═══ Dataset

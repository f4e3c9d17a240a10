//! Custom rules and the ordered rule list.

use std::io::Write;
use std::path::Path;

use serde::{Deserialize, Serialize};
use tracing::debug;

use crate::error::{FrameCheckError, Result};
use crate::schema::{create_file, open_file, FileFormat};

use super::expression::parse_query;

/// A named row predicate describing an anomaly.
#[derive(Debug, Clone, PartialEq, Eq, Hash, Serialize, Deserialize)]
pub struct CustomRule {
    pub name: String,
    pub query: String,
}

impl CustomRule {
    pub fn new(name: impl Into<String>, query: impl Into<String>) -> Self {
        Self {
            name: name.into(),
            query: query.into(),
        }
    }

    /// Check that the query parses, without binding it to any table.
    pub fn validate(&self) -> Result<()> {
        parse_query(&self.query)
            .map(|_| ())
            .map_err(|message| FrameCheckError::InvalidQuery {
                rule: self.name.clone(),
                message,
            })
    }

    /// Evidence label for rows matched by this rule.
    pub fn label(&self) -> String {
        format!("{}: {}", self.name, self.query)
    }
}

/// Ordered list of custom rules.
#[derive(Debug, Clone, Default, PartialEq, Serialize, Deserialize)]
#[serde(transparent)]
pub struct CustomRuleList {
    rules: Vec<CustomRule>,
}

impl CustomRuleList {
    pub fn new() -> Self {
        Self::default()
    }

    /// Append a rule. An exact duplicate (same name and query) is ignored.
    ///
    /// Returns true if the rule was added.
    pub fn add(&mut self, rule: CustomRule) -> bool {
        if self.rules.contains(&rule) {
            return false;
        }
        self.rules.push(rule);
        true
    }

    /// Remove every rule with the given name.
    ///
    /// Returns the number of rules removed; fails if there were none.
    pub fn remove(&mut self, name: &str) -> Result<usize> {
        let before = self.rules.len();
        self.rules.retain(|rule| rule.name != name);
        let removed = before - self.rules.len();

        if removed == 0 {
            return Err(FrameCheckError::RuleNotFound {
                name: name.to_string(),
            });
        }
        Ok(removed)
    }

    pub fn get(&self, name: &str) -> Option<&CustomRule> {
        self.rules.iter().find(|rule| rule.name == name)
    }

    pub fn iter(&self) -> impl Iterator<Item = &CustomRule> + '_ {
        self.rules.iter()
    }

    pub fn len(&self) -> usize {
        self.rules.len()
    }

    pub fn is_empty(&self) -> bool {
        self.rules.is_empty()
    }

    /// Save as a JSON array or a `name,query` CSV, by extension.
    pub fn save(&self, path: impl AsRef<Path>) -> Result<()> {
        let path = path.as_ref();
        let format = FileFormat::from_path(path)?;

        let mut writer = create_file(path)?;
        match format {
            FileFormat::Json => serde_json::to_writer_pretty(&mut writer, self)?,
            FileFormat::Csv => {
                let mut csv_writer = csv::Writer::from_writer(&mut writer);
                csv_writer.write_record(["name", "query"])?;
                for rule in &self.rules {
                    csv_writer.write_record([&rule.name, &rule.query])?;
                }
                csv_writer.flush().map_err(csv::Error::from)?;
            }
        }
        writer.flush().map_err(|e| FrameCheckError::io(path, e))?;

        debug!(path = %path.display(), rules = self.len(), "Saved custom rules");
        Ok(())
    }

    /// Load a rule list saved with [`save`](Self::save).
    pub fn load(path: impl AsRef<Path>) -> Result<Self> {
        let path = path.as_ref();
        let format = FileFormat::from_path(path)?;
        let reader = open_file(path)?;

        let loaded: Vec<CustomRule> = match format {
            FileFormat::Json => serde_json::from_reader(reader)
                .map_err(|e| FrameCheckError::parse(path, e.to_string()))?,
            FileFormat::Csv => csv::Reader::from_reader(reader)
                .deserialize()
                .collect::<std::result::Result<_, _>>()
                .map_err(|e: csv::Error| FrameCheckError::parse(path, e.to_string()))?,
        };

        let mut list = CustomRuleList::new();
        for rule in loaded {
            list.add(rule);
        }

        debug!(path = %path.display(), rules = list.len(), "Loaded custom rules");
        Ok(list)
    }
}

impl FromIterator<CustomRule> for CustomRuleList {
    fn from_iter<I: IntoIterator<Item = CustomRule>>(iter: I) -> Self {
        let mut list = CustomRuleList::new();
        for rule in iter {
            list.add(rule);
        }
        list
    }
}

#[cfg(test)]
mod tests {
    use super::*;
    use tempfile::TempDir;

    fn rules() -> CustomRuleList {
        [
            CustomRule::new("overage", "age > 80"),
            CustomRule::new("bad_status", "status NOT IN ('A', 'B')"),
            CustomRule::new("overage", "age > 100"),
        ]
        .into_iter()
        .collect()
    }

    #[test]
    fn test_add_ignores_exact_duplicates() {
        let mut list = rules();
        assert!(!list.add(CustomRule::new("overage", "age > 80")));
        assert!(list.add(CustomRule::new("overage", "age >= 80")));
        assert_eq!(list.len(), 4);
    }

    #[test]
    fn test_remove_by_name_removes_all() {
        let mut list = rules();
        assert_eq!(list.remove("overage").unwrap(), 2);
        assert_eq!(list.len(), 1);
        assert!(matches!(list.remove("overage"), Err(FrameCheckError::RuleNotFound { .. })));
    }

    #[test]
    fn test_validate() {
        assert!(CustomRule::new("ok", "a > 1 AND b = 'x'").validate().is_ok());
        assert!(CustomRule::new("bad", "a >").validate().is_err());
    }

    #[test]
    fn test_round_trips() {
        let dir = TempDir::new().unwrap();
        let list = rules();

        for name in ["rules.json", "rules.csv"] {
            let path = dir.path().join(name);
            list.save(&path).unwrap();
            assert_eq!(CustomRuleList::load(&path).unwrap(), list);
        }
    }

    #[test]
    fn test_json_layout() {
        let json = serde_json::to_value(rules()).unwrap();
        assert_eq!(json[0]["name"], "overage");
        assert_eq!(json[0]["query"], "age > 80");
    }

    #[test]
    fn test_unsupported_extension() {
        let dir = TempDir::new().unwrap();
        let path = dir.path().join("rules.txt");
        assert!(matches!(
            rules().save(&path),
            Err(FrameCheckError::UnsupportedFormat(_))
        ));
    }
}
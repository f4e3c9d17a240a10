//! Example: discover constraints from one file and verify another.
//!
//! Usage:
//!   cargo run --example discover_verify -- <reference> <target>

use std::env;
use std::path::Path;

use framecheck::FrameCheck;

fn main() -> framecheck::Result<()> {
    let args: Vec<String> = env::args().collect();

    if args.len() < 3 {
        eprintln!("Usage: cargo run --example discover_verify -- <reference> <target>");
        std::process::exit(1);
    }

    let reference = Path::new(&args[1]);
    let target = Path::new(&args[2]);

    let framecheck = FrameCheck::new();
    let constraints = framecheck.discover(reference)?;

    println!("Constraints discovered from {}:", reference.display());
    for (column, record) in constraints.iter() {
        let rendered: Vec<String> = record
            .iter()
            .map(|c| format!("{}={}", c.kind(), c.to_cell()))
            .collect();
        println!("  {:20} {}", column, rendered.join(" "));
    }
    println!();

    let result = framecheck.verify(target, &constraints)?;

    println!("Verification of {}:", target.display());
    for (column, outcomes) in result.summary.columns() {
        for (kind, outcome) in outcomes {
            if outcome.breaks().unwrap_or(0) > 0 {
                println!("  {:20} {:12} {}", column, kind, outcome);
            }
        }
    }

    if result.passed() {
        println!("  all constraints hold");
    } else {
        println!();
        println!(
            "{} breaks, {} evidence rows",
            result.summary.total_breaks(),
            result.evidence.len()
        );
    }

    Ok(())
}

══════

* _Work item_
From the records above, print only the lines between the one holding "pub fn load(path: impl" and the one holding "let loaded: Vec<CustomRule>", inclusive, exactly as they stand.

* _Response to this exercise_
    pub fn load(path: impl AsRef<Path>) -> Result<Self> {
        let path = path.as_ref();
        let format = FileFormat::from_path(path)?;
        let reader = open_file(path)?;

        let loaded: Vec<CustomRule> = match format {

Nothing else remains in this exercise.